* YOUR TASK: Begin with the line that has "to this file". Give it and every line after it again, exactly, through the end of the entries below.

* INPUT DATA:
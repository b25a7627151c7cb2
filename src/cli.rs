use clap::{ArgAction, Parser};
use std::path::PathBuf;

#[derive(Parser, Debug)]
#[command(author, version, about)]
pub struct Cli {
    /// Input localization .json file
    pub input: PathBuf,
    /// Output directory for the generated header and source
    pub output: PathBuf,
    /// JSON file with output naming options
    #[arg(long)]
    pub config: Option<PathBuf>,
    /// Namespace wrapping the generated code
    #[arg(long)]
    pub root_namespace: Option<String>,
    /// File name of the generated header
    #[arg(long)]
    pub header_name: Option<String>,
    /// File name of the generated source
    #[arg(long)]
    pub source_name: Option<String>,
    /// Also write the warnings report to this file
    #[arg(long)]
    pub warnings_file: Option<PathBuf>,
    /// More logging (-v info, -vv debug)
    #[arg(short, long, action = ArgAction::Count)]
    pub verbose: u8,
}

* EXERCISE OUTPUT:
    /// Also write the warnings report to this file
    #[arg(long)]
    pub warnings_file: Option<PathBuf>,
    /// More logging (-v info, -vv debug)
    #[arg(short, long, action = ArgAction::Count)]
    pub verbose: u8,
}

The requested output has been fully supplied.